Because we’re sending the resources straight from the mines, 40 per cent of what we’re paying freight and logistics on is straight-up dirt. Then we have the enormous economic and environmental cost of bringing the empty ships back to Australia from ports all over the world.
Mr Condon believes this is highly wasteful, cost inefficient, unproductive and environmentally damaging.
The idea behind Project Iron Boomerang is to flip that all on its head by linking the resource-rich parts of our northern states by rail and making the first stage of steel here in Australia.
China is currently dominating the world’s steel production — making roughly 52 per cent of it.
It’s a huge slice of an extremely lucrative and highly sought-after pie as the world’s population, particularly in developing nations, continues to skyrocket at an alarming rate. These nations need millions of tonnes of the stuff to keep building.
Despite China’s global dominance, Mr Condon says Australia is “by far the best place in the world” to make the increasingly valuable commodity because of our rich natural resources.
“There’s nowhere else that competes,” he said. “We’re a Lucky Country, because we’ve got coking coal and iron ore, and nobody else has really got that.”
He said the economic benefits to every part of Australia, including the big cities, would be huge if we were to untap our potential.
By doubling the value of our two biggest experts, he reckons it would inject $23 billion in taxable growth revenue into the economy — meaning we could pay off our pandemic debt in a matter of ten years on its own, once we start churning out first stage steel.
He says the project will also directly create up to 100,000 jobs by the time it’s up and running which, if given approval, could be in just eight years’ time.

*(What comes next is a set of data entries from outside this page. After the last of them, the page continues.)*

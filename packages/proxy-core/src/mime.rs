//! The fixed MIME allow-list validated against a declared `PutTypes` set at
//! child-creation time. Every value other than the `"any"` sentinel must be a
//! member of this list.

/// MIME types a child endpoint may declare in `PutTypes`, beyond the `"any"`
/// sentinel. Mirrors the allow-list the system this crate is modeled on
/// checks `PutTypes` entries against when a child key is minted.
pub const KNOWN_MIME_TYPES: &[&str] = &[
    "text/plain",
    "text/html",
    "text/css",
    "text/csv",
    "application/json",
    "application/xml",
    "application/pdf",
    "application/zip",
    "application/octet-stream",
    "image/png",
    "image/jpeg",
    "image/gif",
    "image/webp",
    "image/svg+xml",
    "audio/mpeg",
    "audio/wav",
    "video/mp4",
    "video/webm",
];

/// `true` if `candidate` is either the `"any"` sentinel or a member of
/// [`KNOWN_MIME_TYPES`].
pub fn is_known_or_any(candidate: &str) -> bool {
    candidate == "any" || KNOWN_MIME_TYPES.contains(&candidate)
}
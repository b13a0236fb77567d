//! Maps `proxy_core::CoreError` onto the exact HTTP statuses §7 specifies.
//!
//! External clients see only the status; the denial reason is logged via
//! `tracing` first. Expiry, quota, MIME, and size rejections are folded into
//! a plain `401` on file routes, matching the spec's deliberate choice not
//! to leak policy shape to the client.

use axum::http::{header, StatusCode};
use axum::response::{IntoResponse, Response};
use proxy_core::CoreError;
use thiserror::Error;

/// The error type every handler in this crate converges on before returning
/// to axum.
#[derive(Debug, Error)]
pub enum ApiError {
    #[error("unauthorized")]
    Unauthorized,

    #[error("bad request: {0}")]
    BadRequest(String),

    #[error("internal error: {0}")]
    Internal(String),
}

impl ApiError {
    /// Classifies a core rejection per §7. Logs the reason before folding it
    /// into the opaque status the client receives.
    pub fn from_core(err: CoreError) -> Self {
        match err {
            CoreError::InvalidChild(reason) => ApiError::BadRequest(reason),
            CoreError::KeyExpired
            | CoreError::QuotaExceeded
            | CoreError::MimeRejected
            | CoreError::SizeExceeded
            | CoreError::Unauthorized
            | CoreError::NotFound => {
                tracing::warn!(reason = %err, "request denied");
                ApiError::Unauthorized
            }
            CoreError::DuplicateKey => {
                tracing::error!("key generation collided with an existing key");
                ApiError::Internal(err.to_string())
            }
            CoreError::UpstreamError => {
                tracing::warn!("upstream returned a non-2xx status on a counter-gated method");
                ApiError::Internal(err.to_string())
            }
            CoreError::Internal(reason) => {
                tracing::error!(%reason, "internal error");
                ApiError::Internal(reason)
            }
        }
    }
}

impl IntoResponse for ApiError {
    fn into_response(self) -> Response {
        match self {
            ApiError::Unauthorized => (
                StatusCode::UNAUTHORIZED,
                [(header::WWW_AUTHENTICATE, "Basic realm=\"restricted\", charset=\"UTF-8\"")],
            )
                .into_response(),
            ApiError::BadRequest(reason) => {
                (StatusCode::BAD_REQUEST, format!("Invalid json body: {reason}")).into_response()
            }
            ApiError::Internal(reason) => {
                tracing::error!(%reason, "returning 500");
                StatusCode::INTERNAL_SERVER_ERROR.into_response()
            }
        }
    }
}
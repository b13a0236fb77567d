//! HTTP handler definitions for the authorizing reverse proxy.
//!
//! This module defines [`AppState`] (the shared state carried through axum
//! extractors) and re-exports the handlers, the same grouping the teacher
//! workspace's own `network::handlers` module uses.

pub mod admin;
pub mod files;
pub mod health;
pub mod management;

pub use admin::admin_proxy_handler;
pub use files::files_handler;
pub use health::healthz_handler;
pub use management::{add_key_handler, delete_key_handler, get_child_keys_handler, get_key_handler};

use std::sync::Arc;

use axum::routing::{any, delete, get, post};
use axum::Router;
use tower::ServiceBuilder;
use tower_http::cors::{AllowOrigin, Any, CorsLayer};
use tower_http::timeout::TimeoutLayer;
use tower_http::trace::TraceLayer;

use crate::config::ServerConfig;
use crate::proxy::ProxyEngine;
use crate::store::KeyStore;

/// Shared application state passed to every axum handler via `State`
/// extraction. Cheap to clone — everything behind it is an `Arc`.
#[derive(Clone)]
pub struct AppState {
    pub store: Arc<dyn KeyStore>,
    pub config: Arc<ServerConfig>,
    pub file_proxy: Arc<ProxyEngine>,
    pub admin_proxy: Arc<ProxyEngine>,
}

/// Current time in milliseconds since the Unix epoch, the clock every
/// authorize/store call is evaluated against.
pub fn now_millis() -> i64 {
    i64::try_from(
        std::time::SystemTime::now().duration_since(std::time::UNIX_EPOCH).unwrap_or_default().as_millis(),
    )
    .unwrap_or(i64::MAX)
}

/// Assembles the full axum router (§6): the `/files/*` proxy surface, the
/// management endpoints, the admin proxy, and the ambient `/healthz` probe.
pub fn build_router(state: AppState) -> Router {
    let cors = build_cors_layer(&state.config.cors_origins);
    let timeout = state.config.request_timeout();

    Router::new()
        .route("/files/{*rest}", any(files_handler))
        .route("/addKey", post(add_key_handler))
        .route("/getKey", get(get_key_handler))
        .route("/deleteKey", delete(delete_key_handler))
        .route("/getChildKeys", get(get_child_keys_handler))
        .route("/admin/{*rest}", any(admin_proxy_handler))
        .route("/healthz", get(healthz_handler))
        .layer(
            ServiceBuilder::new()
                .layer(TraceLayer::new_for_http())
                .layer(cors)
                .layer(TimeoutLayer::new(timeout)),
        )
        .with_state(state)
}

/// Builds the CORS layer the spec calls "permissive" (§6): a wildcard
/// origin list allows any origin, matching the teacher's own
/// `build_cors_layer` convention.
fn build_cors_layer(origins: &[String]) -> CorsLayer {
    let allow_origin = if origins.iter().any(|o| o == "*") {
        AllowOrigin::any()
    } else {
        AllowOrigin::list(origins.iter().filter_map(|o| o.parse().ok()).collect::<Vec<_>>())
    };

    CorsLayer::new().allow_origin(allow_origin).allow_methods(Any).allow_headers(Any)
}

#[cfg(test)]
mod tests {
    use super::*;

    #[test]
    fn build_cors_layer_wildcard_does_not_panic() {
        let _cors = build_cors_layer(&["*".to_string()]);
    }

    #[test]
    fn build_cors_layer_explicit_origins_does_not_panic() {
        let _cors = build_cors_layer(&["https://example.com".to_string()]);
    }
}
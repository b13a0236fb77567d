//! Capability record model: `KeyRecord`, `Endpoint`, and the client-facing
//! declaration types accepted by `/addKey`.

use std::collections::{BTreeMap, BTreeSet};

use serde::{Deserialize, Serialize};

/// Policy governing when a key's expiry clock starts ticking.
#[derive(Debug, Clone, Copy, PartialEq, Eq, Serialize, Deserialize)]
pub enum InitiateExpire {
    Creation,
    Get,
    Put,
    Mkcol,
    Never,
}

impl InitiateExpire {
    /// `Never` is represented in storage by the maximum 64-bit signed delta.
    pub const NEVER_DELTA: i64 = i64::MAX;

    /// The wire/column spelling used by JSON bodies and the `initiate_expire`
    /// scalar column (`database.BuildDB`'s schema stores this as text).
    pub fn as_str(self) -> &'static str {
        match self {
            InitiateExpire::Creation => "Creation",
            InitiateExpire::Get => "Get",
            InitiateExpire::Put => "Put",
            InitiateExpire::Mkcol => "Mkcol",
            InitiateExpire::Never => "Never",
        }
    }

    pub fn from_str_name(raw: &str) -> Option<Self> {
        Some(match raw {
            "Creation" => InitiateExpire::Creation,
            "Get" => InitiateExpire::Get,
            "Put" => InitiateExpire::Put,
            "Mkcol" => InitiateExpire::Mkcol,
            "Never" => InitiateExpire::Never,
            _ => return None,
        })
    }
}

/// A named access context inside a key: an upstream path prefix bound to
/// method permissions, usage counters with maxima, a body-size cap, and a
/// MIME allow-list.
///
/// Twelve permission flags are carried here, matching the record this type
/// is modeled on: `Copy, Del, Get, Head, Lock, Mkcol, Options, Post,
/// Propfind, Put, Trace, Unlock`. There is no `Move` flag — `Method::Move`
/// is a routable method with no corresponding permission field, so it is
/// never permitted (see `proxy_core::algebra::permission_flag`).
#[derive(Debug, Clone, PartialEq, Eq, Serialize, Deserialize)]
pub struct Endpoint {
    pub path: String,

    #[serde(default)]
    pub copy: bool,
    #[serde(default)]
    pub del: bool,
    #[serde(default)]
    pub get: bool,
    #[serde(default)]
    pub head: bool,
    #[serde(default)]
    pub lock: bool,
    #[serde(default)]
    pub mkcol: bool,
    #[serde(default)]
    pub options: bool,
    #[serde(default)]
    pub post: bool,
    #[serde(default)]
    pub propfind: bool,
    #[serde(default)]
    pub put: bool,
    #[serde(default)]
    pub trace: bool,
    #[serde(default)]
    pub unlock: bool,

    pub get_count: i64,
    pub max_get: i64,
    pub put_count: i64,
    pub max_put: i64,
    pub mkcol_count: i64,
    pub max_mkcol: i64,

    pub max_put_size: i64,
    pub put_types: BTreeSet<String>,
}

impl Endpoint {
    /// The `{"any"}` sentinel meaning "unrestricted MIME".
    pub fn is_any_type(&self) -> bool {
        self.put_types.len() == 1 && self.put_types.contains("any")
    }
}

/// The full stored record under one opaque secret.
#[derive(Debug, Clone, PartialEq, Eq, Serialize, Deserialize)]
pub struct KeyRecord {
    pub key_value: String,
    pub can_create_child: bool,
    pub endpoints: BTreeMap<String, Endpoint>,
    pub initiate_expire: InitiateExpire,
    pub expire_delta: i64,
    pub expire_started: bool,
    pub expire_start_time: i64,
}

impl KeyRecord {
    /// Whether the key is expired at `now` (milliseconds since the epoch).
    ///
    /// See [`crate::expiry`] for the policy this wraps.
    pub fn is_expired_at(&self, now_millis: i64) -> bool {
        crate::expiry::is_expired(self.expire_started, self.expire_start_time, self.expire_delta, now_millis)
    }
}

/// The client-declared shape of an endpoint in a `/addKey` request body.
///
/// Paths here are relative: the first path segment names a parent endpoint,
/// and the remainder is joined onto that endpoint's absolute path by
/// [`crate::algebra::validate_child`]. Unset numeric/MIME fields fall back to
/// effectively-unlimited defaults, matching the permissive defaults of the
/// system this type mirrors.
#[derive(Debug, Clone, Deserialize)]
pub struct ChildEndpointDeclaration {
    #[serde(rename = "Path")]
    pub path: String,

    #[serde(rename = "Copy", default)]
    pub copy: bool,
    #[serde(rename = "Del", default)]
    pub del: bool,
    #[serde(rename = "Get", default)]
    pub get: bool,
    #[serde(rename = "Head", default)]
    pub head: bool,
    #[serde(rename = "Lock", default)]
    pub lock: bool,
    #[serde(rename = "Mkcol", default)]
    pub mkcol: bool,
    #[serde(rename = "Options", default)]
    pub options: bool,
    #[serde(rename = "Post", default)]
    pub post: bool,
    #[serde(rename = "Propfind", default)]
    pub propfind: bool,
    #[serde(rename = "Put", default)]
    pub put: bool,
    #[serde(rename = "Trace", default)]
    pub trace: bool,
    #[serde(rename = "Unlock", default)]
    pub unlock: bool,

    #[serde(rename = "MaxGet")]
    pub max_get: Option<i64>,
    #[serde(rename = "MaxPut")]
    pub max_put: Option<i64>,
    #[serde(rename = "MaxMkcol")]
    pub max_mkcol: Option<i64>,
    #[serde(rename = "MaxPutSize")]
    pub max_put_size: Option<i64>,
    #[serde(rename = "PutTypes")]
    pub put_types: Option<BTreeSet<String>>,
}

/// The client-declared shape of a whole `/addKey` request body.
#[derive(Debug, Clone, Deserialize)]
pub struct ChildKeyDeclaration {
    #[serde(rename = "CanCreateChild", default)]
    pub can_create_child: bool,
    #[serde(rename = "Endpoints")]
    pub endpoints: BTreeMap<String, ChildEndpointDeclaration>,
    #[serde(rename = "InitiateExpire", default = "default_initiate_expire")]
    pub initiate_expire: InitiateExpire,
    #[serde(rename = "ExpireDelta", default = "default_expire_delta")]
    pub expire_delta: i64,
}

fn default_initiate_expire() -> InitiateExpire {
    InitiateExpire::Creation
}

/// One hour, in milliseconds — the default lifetime when a declaration omits
/// `ExpireDelta`.
fn default_expire_delta() -> i64 {
    3_600_000
}
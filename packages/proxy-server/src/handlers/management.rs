//! `/addKey`, `/getKey`, `/deleteKey`, `/getChildKeys` (§4.6): minting a
//! child key, fetching or deleting the caller's own key, and enumerating
//! descendants.

use axum::extract::State;
use axum::http::{HeaderMap, StatusCode};
use axum::response::{IntoResponse, Json, Response};
use axum::body::Bytes;
use proxy_core::types::{ChildKeyDeclaration, KeyRecord};
use proxy_core::{algebra, CoreError};

use crate::authorize::parse_basic_auth;
use crate::error::ApiError;
use crate::handlers::{now_millis, AppState};

/// Replaces every endpoint `path` with the endpoint's own name — the
/// `/addKey` response confidentiality rule (§4.6, P6).
fn mask_paths_with_endpoint_name(mut record: KeyRecord) -> KeyRecord {
    for (name, endpoint) in &mut record.endpoints {
        endpoint.path = name.clone();
    }
    record
}

/// Replaces every endpoint `path` with `"/"` — the `/getKey` response
/// confidentiality rule (§4.6, P6).
fn mask_paths_with_root(mut record: KeyRecord) -> KeyRecord {
    for endpoint in record.endpoints.values_mut() {
        endpoint.path = "/".to_string();
    }
    record
}

async fn resolve_caller(state: &AppState, headers: &HeaderMap, now_millis: i64) -> Result<KeyRecord, ApiError> {
    let key_value = parse_basic_auth(headers).map_err(ApiError::from_core)?;
    state.store.get(&key_value, now_millis).await.map_err(ApiError::from_core)
}

/// `POST /addKey`: validates the declared child against the caller's own
/// record (§4.3 `validate_child`) and, if it dominates, mints and stores it.
pub async fn add_key_handler(State(state): State<AppState>, headers: HeaderMap, body: Bytes) -> Response {
    let now = now_millis();
    let parent = match resolve_caller(&state, &headers, now).await {
        Ok(record) => record,
        Err(err) => return err.into_response(),
    };

    let declaration: ChildKeyDeclaration = match serde_json::from_slice(&body) {
        Ok(decl) => decl,
        Err(err) => return ApiError::BadRequest(err.to_string()).into_response(),
    };

    let child = match algebra::validate_child(&declaration, &parent, now) {
        Ok(child) => child,
        Err(err) => return ApiError::from_core(err).into_response(),
    };

    if let Err(err) = state.store.insert(child.clone()).await {
        return ApiError::from_core(err).into_response();
    }

    (StatusCode::CREATED, Json(mask_paths_with_endpoint_name(child))).into_response()
}

/// `GET /getKey`: the caller's own record, with every endpoint path masked
/// to `"/"`. Spec-preserved oddity: this returns `201`, not the more
/// conventional `200` (§9).
pub async fn get_key_handler(State(state): State<AppState>, headers: HeaderMap) -> Response {
    let now = now_millis();
    match resolve_caller(&state, &headers, now).await {
        Ok(record) => (StatusCode::CREATED, Json(mask_paths_with_root(record))).into_response(),
        Err(err) => err.into_response(),
    }
}

/// `DELETE /deleteKey`: deletes the caller's own key. Idempotent, matching
/// [`crate::store::KeyStore::delete`].
pub async fn delete_key_handler(State(state): State<AppState>, headers: HeaderMap) -> Response {
    let now = now_millis();
    let key_value = match parse_basic_auth(&headers) {
        Ok(key) => key,
        Err(err) => return ApiError::from_core(err).into_response(),
    };
    // A delete of an already-expired key still needs a live read first so
    // an expired key gets swept (§4.2) instead of silently no-oping twice.
    let _ = state.store.get(&key_value, now).await;
    state.store.delete(&key_value).await;
    StatusCode::OK.into_response()
}

/// `GET /getChildKeys`: enumerates every stored descendant of the caller's
/// key (§4.3 descendant enumeration).
pub async fn get_child_keys_handler(State(state): State<AppState>, headers: HeaderMap) -> Response {
    let now = now_millis();
    let parent = match resolve_caller(&state, &headers, now).await {
        Ok(record) => record,
        Err(err) => return err.into_response(),
    };

    let records = state.store.scan(now).await;
    let descendants = algebra::enumerate_descendants(&parent, records.iter());
    Json(descendants).into_response()
}
//! Random key-secret generation.
//!
//! Generated keys are 64-character random alphanumerics with at least 10
//! digits, not derived from the parent (`spec.md`'s Non-goals explicitly
//! rule out cryptographic derivation here).

use rand::seq::SliceRandom;
use rand::Rng;

const KEY_LEN: usize = 64;
const MIN_DIGITS: usize = 10;
const LETTERS: &[u8] = b"ABCDEFGHIJKLMNOPQRSTUVWXYZabcdefghijklmnopqrstuvwxyz";
const DIGITS: &[u8] = b"0123456789";

/// Generates a new 64-character alphanumeric key secret containing at least
/// `MIN_DIGITS` digit characters, placed at random positions.
pub fn generate_key() -> String {
    let mut rng = rand::rng();
    let mut chars: Vec<u8> = Vec::with_capacity(KEY_LEN);

    for _ in 0..MIN_DIGITS {
        chars.push(*DIGITS.choose(&mut rng).expect("DIGITS is non-empty"));
    }
    for _ in MIN_DIGITS..KEY_LEN {
        let alphabet: &[u8] = if rng.random_bool(0.5) { LETTERS } else { DIGITS };
        chars.push(*alphabet.choose(&mut rng).expect("alphabet is non-empty"));
    }
    chars.shuffle(&mut rng);

    String::from_utf8(chars).expect("alphabet is ASCII")
}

The federal government is looking to rebuild the nation’s economy because of the pandemic, and Mr Condon revealed to news.com.au that he is in some very high level talks about Iron Boomerang.
But it’s not just the Prime Minister he has to convince. The project would need collaboration between the governments of Queensland, WA and the Northern Territory for it to get the green light.
“We need to get our fingers out of our backsides here because we’re in a war against this pandemic economically. We’re all worried about the future,” Mr Condon said. “And when you’re in a war you pull together, Liberal, Labor or whatever, to win the war, otherwise it’s rape and plunder.”
And, it’s not just Australia that could benefit from making its own steel, Mr Condon claims we now have an “obligation to the rest of the world to do it”.
He said China has effectively monopolised global steel production, but Australia is more than capable of competing with the superpower.
If realised, he says Iron Boomerang would create a sustainable and competitive means of reducing the cost per tonne of world steel produced, while reducing global environmental impacts.
“I’ve got nothing against China, but anyone or anything that monopolises any industry is unhealthy economically,” he said. “And, we’ll actually help China in stopping the pollution of its own people.
“We have a responsibility to do this. We must do it and it’s a better world if it’s done.”
He says the biggest obstacle in the way is Australia’s politicians, who he claims are too shortsighted to see the big picture.
“The problem is one we have all over the world which is that politicians only think in election cycles, whereas nations like China think long-term when they’re developing visionary ideas,” he said.
“This short term risk cycle is destructive to our future and our proper planning. The problem is one side has an idea so the other side doesn’t like it.
“We would have never built the Sydney Harbour Bridge today in the environment we have both political and risk-taking. It would never get off the ground.”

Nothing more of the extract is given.